Write out the records again, exactly, leaving none out.
[INFORMATION GIVEN Boundary: Start]
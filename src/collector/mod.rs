// Host metrics sampling via sysinfo

mod linux;

use crate::models::{CpuStats, DiskStats, LoadAverage, MemoryStats, NetworkStats, OsInfo, Sample};
use crate::version::VERSION;
use std::sync::{Arc, Mutex, PoisonError};
use std::time::Instant;
use sysinfo::{Disks, Networks, System};
use tracing::instrument;

/// Produces [`Sample`]s. The sampling worker only depends on this seam.
pub trait Collector: Send + Sync + 'static {
    /// Collects one sample stamped with `timestamp` (unix seconds from the worker's clock).
    fn sample(&self, timestamp: i64)
    -> impl std::future::Future<Output = anyhow::Result<Sample>> + Send;
}

struct SysinfoState {
    sys: System,
    disks: Disks,
    networks: Networks,
    last_network: Option<(u64, u64, Instant)>,
}

pub struct SysinfoCollector {
    state: Arc<Mutex<SysinfoState>>,
    os: Option<OsInfo>,
    hostname: String,
}

impl Default for SysinfoCollector {
    fn default() -> Self {
        Self::new()
    }
}

impl SysinfoCollector {
    pub fn new() -> Self {
        let mut sys = System::new();
        sys.refresh_cpu_all();
        sys.refresh_memory();
        let os = Some(OsInfo {
            name: linux::read_os_pretty_name()
                .or_else(System::name)
                .unwrap_or_else(|| std::env::consts::OS.into()),
            version: System::os_version().unwrap_or_default(),
            kernel: System::kernel_version().unwrap_or_default(),
            arch: System::cpu_arch(),
        });
        Self {
            state: Arc::new(Mutex::new(SysinfoState {
                sys,
                disks: Disks::new_with_refreshed_list(),
                networks: Networks::new_with_refreshed_list(),
                last_network: None,
            })),
            os,
            hostname: System::host_name().unwrap_or_else(|| "unknown".into()),
        }
    }
}

impl Collector for SysinfoCollector {
    #[instrument(skip(self), fields(collector = "sysinfo", operation = "sample"))]
    async fn sample(&self, timestamp: i64) -> anyhow::Result<Sample> {
        let state = self.state.clone();
        let os = self.os.clone();
        let hostname = self.hostname.clone();
        tokio::task::spawn_blocking(move || {
            let mut guard = state.lock().unwrap_or_else(PoisonError::into_inner);
            let st = &mut *guard;
            st.sys.refresh_cpu_all();
            st.sys.refresh_memory();
            st.disks.refresh(false);
            st.networks.refresh(true);

            let cpu = CpuStats {
                usage: (st.sys.global_cpu_usage() as f64).clamp(0.0, 100.0),
                cores: st.sys.cpus().len() as u32,
                brand: st
                    .sys
                    .cpus()
                    .first()
                    .map(|c| c.brand().trim().to_string())
                    .filter(|b| !b.is_empty())
                    .or_else(linux::read_cpu_model)
                    .unwrap_or_else(|| "Unknown".into()),
            };

            let total = st.sys.total_memory();
            let available = st.sys.available_memory();
            let used = total.saturating_sub(available);
            let memory = MemoryStats {
                total,
                used,
                available,
                usage_percent: percent(used, total),
                swap_total: st.sys.total_swap(),
                swap_used: st.sys.used_swap(),
            };

            let disks = st
                .disks
                .list()
                .iter()
                .filter(|d| d.total_space() > 0)
                .map(|d| {
                    let total = d.total_space();
                    let used = total.saturating_sub(d.available_space());
                    DiskStats {
                        name: d.name().to_string_lossy().into_owned(),
                        mount: d.mount_point().to_string_lossy().into_owned(),
                        total,
                        used,
                        usage_percent: percent(used, total),
                    }
                })
                .collect();

            let (total_rx, total_tx) = st
                .networks
                .list()
                .iter()
                .filter(|(name, _)| !linux::is_ignored_interface(name))
                .fold((0u64, 0u64), |(rx, tx), (_, data)| {
                    (
                        rx.saturating_add(data.total_received()),
                        tx.saturating_add(data.total_transmitted()),
                    )
                });
            let now = Instant::now();
            let (rx_speed, tx_speed) = match st.last_network {
                Some((prev_rx, prev_tx, prev_ts)) => {
                    let dt = now.duration_since(prev_ts).as_secs_f64();
                    if dt > 0.0 {
                        (
                            total_rx.saturating_sub(prev_rx) as f64 / dt,
                            total_tx.saturating_sub(prev_tx) as f64 / dt,
                        )
                    } else {
                        (0.0, 0.0)
                    }
                }
                None => (0.0, 0.0),
            };
            st.last_network = Some((total_rx, total_tx, now));

            let load = System::load_average();
            Ok(Sample {
                timestamp,
                hostname,
                os,
                cpu,
                memory,
                disks,
                network: NetworkStats {
                    total_rx,
                    total_tx,
                    rx_speed,
                    tx_speed,
                },
                load_average: LoadAverage {
                    one: load.one,
                    five: load.five,
                    fifteen: load.fifteen,
                },
                uptime: System::uptime(),
                version: Some(VERSION.to_string()),
            })
        })
        .await
        .map_err(|e| anyhow::anyhow!("sysinfo task join: {}", e))?
    }
}

fn percent(used: u64, total: u64) -> f64 {
    if total > 0 {
        (used as f64 / total as f64) * 100.0
    } else {
        0.0
    }
}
[INFORMATION GIVEN Boundary: End]
** RESPONSE BELOW **
filename src/collector/mod.rs
// Host metrics sampling via sysinfo

mod linux;

use crate::models::{CpuStats, DiskStats, LoadAverage, MemoryStats, NetworkStats, OsInfo, Sample};
use crate::version::VERSION;
use std::sync::{Arc, Mutex, PoisonError};
use std::time::Instant;
use sysinfo::{Disks, Networks, System};
use tracing::instrument;

/// Produces [`Sample`]s. The sampling worker only depends on this seam.
pub trait Collector: Send + Sync + 'static {
    /// Collects one sample stamped with `timestamp` (unix seconds from the worker's clock).
    fn sample(&self, timestamp: i64)
    -> impl std::future::Future<Output = anyhow::Result<Sample>> + Send;
}

struct SysinfoState {
    sys: System,
    disks: Disks,
    networks: Networks,
    last_network: Option<(u64, u64, Instant)>,
}

pub struct SysinfoCollector {
    state: Arc<Mutex<SysinfoState>>,
    os: Option<OsInfo>,
    hostname: String,
}

impl Default for SysinfoCollector {
    fn default() -> Self {
        Self::new()
    }
}

impl SysinfoCollector {
    pub fn new() -> Self {
        let mut sys = System::new();
        sys.refresh_cpu_all();
        sys.refresh_memory();
        let os = Some(OsInfo {
            name: linux::read_os_pretty_name()
                .or_else(System::name)
                .unwrap_or_else(|| std::env::consts::OS.into()),
            version: System::os_version().unwrap_or_default(),
            kernel: System::kernel_version().unwrap_or_default(),
            arch: System::cpu_arch(),
        });
        Self {
            state: Arc::new(Mutex::new(SysinfoState {
                sys,
                disks: Disks::new_with_refreshed_list(),
                networks: Networks::new_with_refreshed_list(),
                last_network: None,
            })),
            os,
            hostname: System::host_name().unwrap_or_else(|| "unknown".into()),
        }
    }
}

impl Collector for SysinfoCollector {
    #[instrument(skip(self), fields(collector = "sysinfo", operation = "sample"))]
    async fn sample(&self, timestamp: i64) -> anyhow::Result<Sample> {
        let state = self.state.clone();
        let os = self.os.clone();
        let hostname = self.hostname.clone();
        tokio::task::spawn_blocking(move || {
            let mut guard = state.lock().unwrap_or_else(PoisonError::into_inner);
            let st = &mut *guard;
            st.sys.refresh_cpu_all();
            st.sys.refresh_memory();
            st.disks.refresh(false);
            st.networks.refresh(true);

            let cpu = CpuStats {
                usage: (st.sys.global_cpu_usage() as f64).clamp(0.0, 100.0),
                cores: st.sys.cpus().len() as u32,
                brand: st
                    .sys
                    .cpus()
                    .first()
                    .map(|c| c.brand().trim().to_string())
                    .filter(|b| !b.is_empty())
                    .or_else(linux::read_cpu_model)
                    .unwrap_or_else(|| "Unknown".into()),
            };

            let total = st.sys.total_memory();
            let available = st.sys.available_memory();
            let used = total.saturating_sub(available);
            let memory = MemoryStats {
                total,
                used,
                available,
                usage_percent: percent(used, total),
                swap_total: st.sys.total_swap(),
                swap_used: st.sys.used_swap(),
            };

            let disks = st
                .disks
                .list()
                .iter()
                .filter(|d| d.total_space() > 0)
                .map(|d| {
                    let total = d.total_space();
                    let used = total.saturating_sub(d.available_space());
                    DiskStats {
                        name: d.name().to_string_lossy().into_owned(),
                        mount: d.mount_point().to_string_lossy().into_owned(),
                        total,
                        used,
                        usage_percent: percent(used, total),
                    }
                })
                .collect();

            let (total_rx, total_tx) = st
                .networks
                .list()
                .iter()
                .filter(|(name, _)| !linux::is_ignored_interface(name))
                .fold((0u64, 0u64), |(rx, tx), (_, data)| {
                    (
                        rx.saturating_add(data.total_received()),
                        tx.saturating_add(data.total_transmitted()),
                    )
                });
            let now = Instant::now();
            let (rx_speed, tx_speed) = match st.last_network {
                Some((prev_rx, prev_tx, prev_ts)) => {
                    let dt = now.duration_since(prev_ts).as_secs_f64();
                    if dt > 0.0 {
                        (
                            total_rx.saturating_sub(prev_rx) as f64 / dt,
                            total_tx.saturating_sub(prev_tx) as f64 / dt,
                        )
                    } else {
                        (0.0, 0.0)
                    }
                }
                None => (0.0, 0.0),
            };
            st.last_network = Some((total_rx, total_tx, now));

            let load = System::load_average();
            Ok(Sample {
                timestamp,
                hostname,
                os,
                cpu,
                memory,
                disks,
                network: NetworkStats {
                    total_rx,
                    total_tx,
                    rx_speed,
                    tx_speed,
                },
                load_average: LoadAverage {
                    one: load.one,
                    five: load.five,
                    fifteen: load.fifteen,
                },
                uptime: System::uptime(),
                version: Some(VERSION.to_string()),
            })
        })
        .await
        .map_err(|e| anyhow::anyhow!("sysinfo task join: {}", e))?
    }
}

fn percent(used: u64, total: u64) -> f64 {
    if total > 0 {
        (used as f64 / total as f64) * 100.0
    } else {
        0.0
    }
}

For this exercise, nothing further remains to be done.